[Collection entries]
##############################
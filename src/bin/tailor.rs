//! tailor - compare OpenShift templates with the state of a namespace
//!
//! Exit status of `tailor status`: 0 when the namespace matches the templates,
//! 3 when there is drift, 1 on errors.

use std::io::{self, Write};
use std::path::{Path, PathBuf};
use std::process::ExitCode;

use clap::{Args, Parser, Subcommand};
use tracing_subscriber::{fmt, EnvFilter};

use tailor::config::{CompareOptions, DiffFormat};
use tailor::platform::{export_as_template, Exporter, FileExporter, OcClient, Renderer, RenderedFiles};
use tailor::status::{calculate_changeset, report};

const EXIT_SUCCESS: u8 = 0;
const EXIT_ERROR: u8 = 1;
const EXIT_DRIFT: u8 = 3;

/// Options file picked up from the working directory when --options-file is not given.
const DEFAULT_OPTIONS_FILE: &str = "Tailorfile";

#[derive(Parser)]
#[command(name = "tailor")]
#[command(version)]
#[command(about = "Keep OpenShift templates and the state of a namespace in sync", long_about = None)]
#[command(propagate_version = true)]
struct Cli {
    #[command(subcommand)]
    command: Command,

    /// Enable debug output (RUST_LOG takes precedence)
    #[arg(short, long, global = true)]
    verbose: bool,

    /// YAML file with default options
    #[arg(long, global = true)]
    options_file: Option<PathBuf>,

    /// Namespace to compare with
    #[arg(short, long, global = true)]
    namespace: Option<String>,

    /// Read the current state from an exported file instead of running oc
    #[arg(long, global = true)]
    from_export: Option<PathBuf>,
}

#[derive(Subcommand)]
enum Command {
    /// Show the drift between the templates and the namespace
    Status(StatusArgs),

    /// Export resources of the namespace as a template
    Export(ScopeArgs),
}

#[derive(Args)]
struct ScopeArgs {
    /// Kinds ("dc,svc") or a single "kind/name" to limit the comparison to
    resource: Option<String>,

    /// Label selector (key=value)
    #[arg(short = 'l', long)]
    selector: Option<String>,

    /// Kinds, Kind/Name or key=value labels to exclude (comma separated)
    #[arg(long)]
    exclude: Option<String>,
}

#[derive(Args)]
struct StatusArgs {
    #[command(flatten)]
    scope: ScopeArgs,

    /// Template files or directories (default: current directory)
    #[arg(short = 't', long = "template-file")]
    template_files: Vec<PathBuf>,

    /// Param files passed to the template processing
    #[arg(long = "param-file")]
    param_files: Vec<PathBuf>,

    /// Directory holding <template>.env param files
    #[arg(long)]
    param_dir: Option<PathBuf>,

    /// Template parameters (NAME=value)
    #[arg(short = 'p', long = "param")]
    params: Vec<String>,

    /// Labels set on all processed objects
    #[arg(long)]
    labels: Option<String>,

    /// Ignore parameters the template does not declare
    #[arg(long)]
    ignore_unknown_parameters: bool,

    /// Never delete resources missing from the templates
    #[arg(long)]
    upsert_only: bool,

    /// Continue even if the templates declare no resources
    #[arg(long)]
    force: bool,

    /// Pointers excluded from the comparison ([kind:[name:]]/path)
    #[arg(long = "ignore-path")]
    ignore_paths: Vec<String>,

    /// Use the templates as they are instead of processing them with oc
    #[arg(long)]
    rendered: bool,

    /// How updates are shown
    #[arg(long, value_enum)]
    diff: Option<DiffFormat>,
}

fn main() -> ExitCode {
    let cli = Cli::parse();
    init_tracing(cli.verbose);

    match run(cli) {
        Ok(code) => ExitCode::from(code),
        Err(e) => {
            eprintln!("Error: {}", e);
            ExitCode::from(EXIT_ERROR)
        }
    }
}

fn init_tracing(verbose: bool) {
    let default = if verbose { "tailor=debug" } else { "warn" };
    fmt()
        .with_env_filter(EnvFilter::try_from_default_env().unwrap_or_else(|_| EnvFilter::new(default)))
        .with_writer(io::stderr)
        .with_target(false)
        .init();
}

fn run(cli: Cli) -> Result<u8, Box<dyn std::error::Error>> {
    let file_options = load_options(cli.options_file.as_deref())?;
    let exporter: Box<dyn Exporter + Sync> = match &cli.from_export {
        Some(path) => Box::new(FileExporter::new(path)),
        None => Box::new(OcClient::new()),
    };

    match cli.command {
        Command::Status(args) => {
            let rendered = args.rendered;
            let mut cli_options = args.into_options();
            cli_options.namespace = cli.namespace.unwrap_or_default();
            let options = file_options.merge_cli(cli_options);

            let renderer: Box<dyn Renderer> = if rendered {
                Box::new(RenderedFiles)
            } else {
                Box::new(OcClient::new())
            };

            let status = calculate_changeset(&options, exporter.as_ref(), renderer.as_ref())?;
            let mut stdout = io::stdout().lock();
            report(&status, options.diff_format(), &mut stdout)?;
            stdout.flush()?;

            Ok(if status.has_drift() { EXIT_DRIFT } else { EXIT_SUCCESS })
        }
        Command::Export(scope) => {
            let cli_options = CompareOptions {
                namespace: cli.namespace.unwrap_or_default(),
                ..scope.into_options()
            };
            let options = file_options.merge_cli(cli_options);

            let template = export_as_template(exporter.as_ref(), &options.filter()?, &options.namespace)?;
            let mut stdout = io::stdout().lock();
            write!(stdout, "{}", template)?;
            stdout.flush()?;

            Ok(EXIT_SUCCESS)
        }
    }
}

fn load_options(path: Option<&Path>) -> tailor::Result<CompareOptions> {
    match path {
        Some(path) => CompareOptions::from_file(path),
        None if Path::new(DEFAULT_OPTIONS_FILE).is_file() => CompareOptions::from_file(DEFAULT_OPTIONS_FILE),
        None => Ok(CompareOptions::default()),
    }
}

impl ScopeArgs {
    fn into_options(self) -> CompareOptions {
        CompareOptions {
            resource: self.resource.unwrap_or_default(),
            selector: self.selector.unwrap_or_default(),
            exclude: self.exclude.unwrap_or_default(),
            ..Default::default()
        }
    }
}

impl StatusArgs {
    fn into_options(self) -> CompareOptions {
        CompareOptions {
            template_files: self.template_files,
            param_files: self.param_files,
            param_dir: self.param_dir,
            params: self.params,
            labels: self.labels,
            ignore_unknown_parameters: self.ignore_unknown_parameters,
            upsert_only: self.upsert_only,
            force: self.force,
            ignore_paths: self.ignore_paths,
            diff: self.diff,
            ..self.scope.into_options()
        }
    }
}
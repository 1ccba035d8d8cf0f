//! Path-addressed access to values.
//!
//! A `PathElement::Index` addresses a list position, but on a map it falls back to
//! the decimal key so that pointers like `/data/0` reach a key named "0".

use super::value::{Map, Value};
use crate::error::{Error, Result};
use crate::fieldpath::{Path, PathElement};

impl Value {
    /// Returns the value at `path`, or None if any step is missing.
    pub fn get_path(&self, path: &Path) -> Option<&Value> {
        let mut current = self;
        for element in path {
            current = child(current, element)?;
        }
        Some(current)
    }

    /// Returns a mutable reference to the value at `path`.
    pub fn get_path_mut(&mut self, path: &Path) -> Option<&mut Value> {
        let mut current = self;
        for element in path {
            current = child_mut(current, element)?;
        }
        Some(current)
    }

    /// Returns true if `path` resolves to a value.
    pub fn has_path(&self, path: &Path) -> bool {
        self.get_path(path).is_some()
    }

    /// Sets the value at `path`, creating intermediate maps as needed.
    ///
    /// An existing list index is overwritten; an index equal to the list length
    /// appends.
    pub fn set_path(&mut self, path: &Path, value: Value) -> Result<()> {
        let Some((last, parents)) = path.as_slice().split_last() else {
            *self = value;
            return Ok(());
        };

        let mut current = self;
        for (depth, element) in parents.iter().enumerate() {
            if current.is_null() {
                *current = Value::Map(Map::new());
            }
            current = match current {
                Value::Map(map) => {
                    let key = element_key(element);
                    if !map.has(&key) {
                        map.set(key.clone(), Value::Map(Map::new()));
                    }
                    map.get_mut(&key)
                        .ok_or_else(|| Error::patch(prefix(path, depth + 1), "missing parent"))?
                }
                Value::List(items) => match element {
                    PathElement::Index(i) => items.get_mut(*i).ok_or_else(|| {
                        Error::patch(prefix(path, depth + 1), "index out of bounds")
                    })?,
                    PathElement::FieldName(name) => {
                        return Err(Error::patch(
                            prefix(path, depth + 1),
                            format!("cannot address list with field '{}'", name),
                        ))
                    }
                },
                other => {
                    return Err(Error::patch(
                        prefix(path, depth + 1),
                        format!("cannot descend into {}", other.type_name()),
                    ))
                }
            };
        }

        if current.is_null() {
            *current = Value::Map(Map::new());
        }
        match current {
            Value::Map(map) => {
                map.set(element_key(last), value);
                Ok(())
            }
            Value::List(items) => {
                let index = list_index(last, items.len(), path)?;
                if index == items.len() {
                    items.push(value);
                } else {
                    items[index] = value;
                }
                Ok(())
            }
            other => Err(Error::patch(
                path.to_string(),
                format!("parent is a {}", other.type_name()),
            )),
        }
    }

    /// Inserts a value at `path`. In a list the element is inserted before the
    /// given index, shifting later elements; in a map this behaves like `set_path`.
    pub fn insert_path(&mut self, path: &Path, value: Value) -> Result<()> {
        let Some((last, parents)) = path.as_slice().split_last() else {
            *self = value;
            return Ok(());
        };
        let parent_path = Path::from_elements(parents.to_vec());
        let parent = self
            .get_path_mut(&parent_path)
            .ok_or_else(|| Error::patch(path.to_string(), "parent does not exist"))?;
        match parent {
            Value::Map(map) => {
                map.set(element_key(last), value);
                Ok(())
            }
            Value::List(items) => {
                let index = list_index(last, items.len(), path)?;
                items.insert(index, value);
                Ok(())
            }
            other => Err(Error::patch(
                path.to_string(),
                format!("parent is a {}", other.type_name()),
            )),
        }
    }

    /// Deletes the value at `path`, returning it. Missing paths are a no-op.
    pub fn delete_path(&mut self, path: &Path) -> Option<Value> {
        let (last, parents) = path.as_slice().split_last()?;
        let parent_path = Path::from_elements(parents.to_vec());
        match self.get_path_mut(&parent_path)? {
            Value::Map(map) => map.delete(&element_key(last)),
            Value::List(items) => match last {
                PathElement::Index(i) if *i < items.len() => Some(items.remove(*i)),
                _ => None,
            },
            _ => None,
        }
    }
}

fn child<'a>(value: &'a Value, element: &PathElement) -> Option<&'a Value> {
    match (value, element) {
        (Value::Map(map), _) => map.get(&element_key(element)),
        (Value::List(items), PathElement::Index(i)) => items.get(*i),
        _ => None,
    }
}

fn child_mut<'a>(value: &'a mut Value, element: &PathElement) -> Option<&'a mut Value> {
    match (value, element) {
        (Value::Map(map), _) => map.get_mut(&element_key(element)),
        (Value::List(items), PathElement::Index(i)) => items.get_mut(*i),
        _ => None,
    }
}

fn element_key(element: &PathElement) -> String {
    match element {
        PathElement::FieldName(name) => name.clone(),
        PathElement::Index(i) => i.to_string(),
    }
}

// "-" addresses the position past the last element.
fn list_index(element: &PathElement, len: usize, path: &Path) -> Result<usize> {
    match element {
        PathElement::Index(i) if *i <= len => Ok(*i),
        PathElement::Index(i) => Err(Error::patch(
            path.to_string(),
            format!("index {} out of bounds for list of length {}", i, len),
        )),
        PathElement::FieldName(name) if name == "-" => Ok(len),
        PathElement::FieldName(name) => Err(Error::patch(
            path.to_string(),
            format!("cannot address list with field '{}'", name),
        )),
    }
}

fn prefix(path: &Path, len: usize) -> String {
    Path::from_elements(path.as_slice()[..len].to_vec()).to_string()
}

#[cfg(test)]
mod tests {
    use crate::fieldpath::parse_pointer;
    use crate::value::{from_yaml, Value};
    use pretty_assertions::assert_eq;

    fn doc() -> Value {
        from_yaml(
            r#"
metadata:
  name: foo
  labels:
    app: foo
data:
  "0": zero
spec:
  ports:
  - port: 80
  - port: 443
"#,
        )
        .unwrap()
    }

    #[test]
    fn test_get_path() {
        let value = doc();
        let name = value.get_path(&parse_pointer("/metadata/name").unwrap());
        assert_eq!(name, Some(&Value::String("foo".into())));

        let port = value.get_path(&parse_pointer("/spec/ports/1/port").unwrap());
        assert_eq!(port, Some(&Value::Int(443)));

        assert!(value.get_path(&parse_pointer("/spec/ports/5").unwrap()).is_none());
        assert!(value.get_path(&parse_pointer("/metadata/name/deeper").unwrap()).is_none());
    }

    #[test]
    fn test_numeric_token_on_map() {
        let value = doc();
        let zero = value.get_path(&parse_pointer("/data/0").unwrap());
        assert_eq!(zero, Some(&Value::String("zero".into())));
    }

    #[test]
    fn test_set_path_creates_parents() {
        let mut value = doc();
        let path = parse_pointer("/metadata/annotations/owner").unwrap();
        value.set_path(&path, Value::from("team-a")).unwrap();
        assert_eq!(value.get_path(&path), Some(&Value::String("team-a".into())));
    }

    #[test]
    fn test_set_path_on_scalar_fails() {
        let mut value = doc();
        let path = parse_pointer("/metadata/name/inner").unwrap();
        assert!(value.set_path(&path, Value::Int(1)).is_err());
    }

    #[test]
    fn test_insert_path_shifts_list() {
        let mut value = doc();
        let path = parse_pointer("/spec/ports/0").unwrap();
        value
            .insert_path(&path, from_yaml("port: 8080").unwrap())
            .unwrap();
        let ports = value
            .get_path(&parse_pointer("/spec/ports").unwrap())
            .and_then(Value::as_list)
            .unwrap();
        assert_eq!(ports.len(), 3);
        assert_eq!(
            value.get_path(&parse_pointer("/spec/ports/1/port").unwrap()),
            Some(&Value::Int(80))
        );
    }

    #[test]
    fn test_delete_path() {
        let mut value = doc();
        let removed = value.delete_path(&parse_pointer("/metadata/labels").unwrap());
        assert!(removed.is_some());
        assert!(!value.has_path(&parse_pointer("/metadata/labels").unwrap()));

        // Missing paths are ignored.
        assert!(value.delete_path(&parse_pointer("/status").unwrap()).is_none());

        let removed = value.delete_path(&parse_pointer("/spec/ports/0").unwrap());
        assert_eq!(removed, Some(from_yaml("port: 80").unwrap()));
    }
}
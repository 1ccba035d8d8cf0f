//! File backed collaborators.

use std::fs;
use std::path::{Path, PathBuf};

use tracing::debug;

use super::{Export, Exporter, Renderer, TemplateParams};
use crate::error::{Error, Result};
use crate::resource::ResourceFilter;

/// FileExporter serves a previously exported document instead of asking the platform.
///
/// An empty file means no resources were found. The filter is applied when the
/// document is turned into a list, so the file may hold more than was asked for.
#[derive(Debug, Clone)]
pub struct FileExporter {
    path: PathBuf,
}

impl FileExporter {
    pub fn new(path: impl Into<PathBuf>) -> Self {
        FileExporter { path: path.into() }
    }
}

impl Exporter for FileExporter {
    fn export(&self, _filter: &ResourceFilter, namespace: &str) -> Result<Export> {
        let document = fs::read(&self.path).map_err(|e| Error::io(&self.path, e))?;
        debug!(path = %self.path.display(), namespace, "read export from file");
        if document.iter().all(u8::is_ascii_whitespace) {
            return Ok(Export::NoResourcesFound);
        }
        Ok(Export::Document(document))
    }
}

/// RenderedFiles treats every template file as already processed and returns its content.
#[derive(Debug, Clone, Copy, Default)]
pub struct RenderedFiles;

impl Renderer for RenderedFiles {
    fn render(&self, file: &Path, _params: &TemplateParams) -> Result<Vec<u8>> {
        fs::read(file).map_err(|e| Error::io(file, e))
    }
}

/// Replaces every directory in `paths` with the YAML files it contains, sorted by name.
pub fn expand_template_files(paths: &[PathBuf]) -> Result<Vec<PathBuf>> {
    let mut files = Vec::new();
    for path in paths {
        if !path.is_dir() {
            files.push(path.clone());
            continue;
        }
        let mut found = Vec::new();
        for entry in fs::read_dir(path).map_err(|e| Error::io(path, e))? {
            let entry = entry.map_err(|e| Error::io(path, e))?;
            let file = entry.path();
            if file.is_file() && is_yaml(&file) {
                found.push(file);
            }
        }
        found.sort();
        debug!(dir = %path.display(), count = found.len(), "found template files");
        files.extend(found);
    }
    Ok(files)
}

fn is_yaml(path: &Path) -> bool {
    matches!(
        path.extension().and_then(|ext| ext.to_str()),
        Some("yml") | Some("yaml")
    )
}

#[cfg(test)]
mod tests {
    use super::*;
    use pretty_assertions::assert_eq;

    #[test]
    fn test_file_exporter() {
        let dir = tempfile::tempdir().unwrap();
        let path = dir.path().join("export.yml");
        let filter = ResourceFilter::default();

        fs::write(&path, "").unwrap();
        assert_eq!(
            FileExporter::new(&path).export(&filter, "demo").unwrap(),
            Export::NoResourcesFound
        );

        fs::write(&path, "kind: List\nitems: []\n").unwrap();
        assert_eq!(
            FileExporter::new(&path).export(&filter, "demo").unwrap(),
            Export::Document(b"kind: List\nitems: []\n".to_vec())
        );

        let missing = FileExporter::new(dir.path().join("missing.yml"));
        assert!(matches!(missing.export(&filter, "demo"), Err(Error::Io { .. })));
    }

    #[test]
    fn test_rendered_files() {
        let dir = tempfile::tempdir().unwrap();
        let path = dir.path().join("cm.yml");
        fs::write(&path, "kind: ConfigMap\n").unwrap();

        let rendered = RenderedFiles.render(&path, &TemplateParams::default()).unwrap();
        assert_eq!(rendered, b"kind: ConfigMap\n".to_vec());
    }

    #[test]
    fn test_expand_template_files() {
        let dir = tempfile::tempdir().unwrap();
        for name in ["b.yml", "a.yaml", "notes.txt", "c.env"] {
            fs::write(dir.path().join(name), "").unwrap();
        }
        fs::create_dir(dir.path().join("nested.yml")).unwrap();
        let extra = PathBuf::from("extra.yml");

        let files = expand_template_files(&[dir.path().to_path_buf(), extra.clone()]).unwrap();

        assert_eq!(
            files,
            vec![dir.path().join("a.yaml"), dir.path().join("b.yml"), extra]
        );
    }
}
##############################
Task details:
Please repeat word for word the lines above that run from the beginning through the line containing "use std::process::ExitCode;", keeping both the first and that last line.

Task answer:
filename src/bin/tailor.rs
//! tailor - compare OpenShift templates with the state of a namespace
//!
//! Exit status of `tailor status`: 0 when the namespace matches the templates,
//! 3 when there is drift, 1 on errors.

use std::io::{self, Write};
use std::path::{Path, PathBuf};
use std::process::ExitCode;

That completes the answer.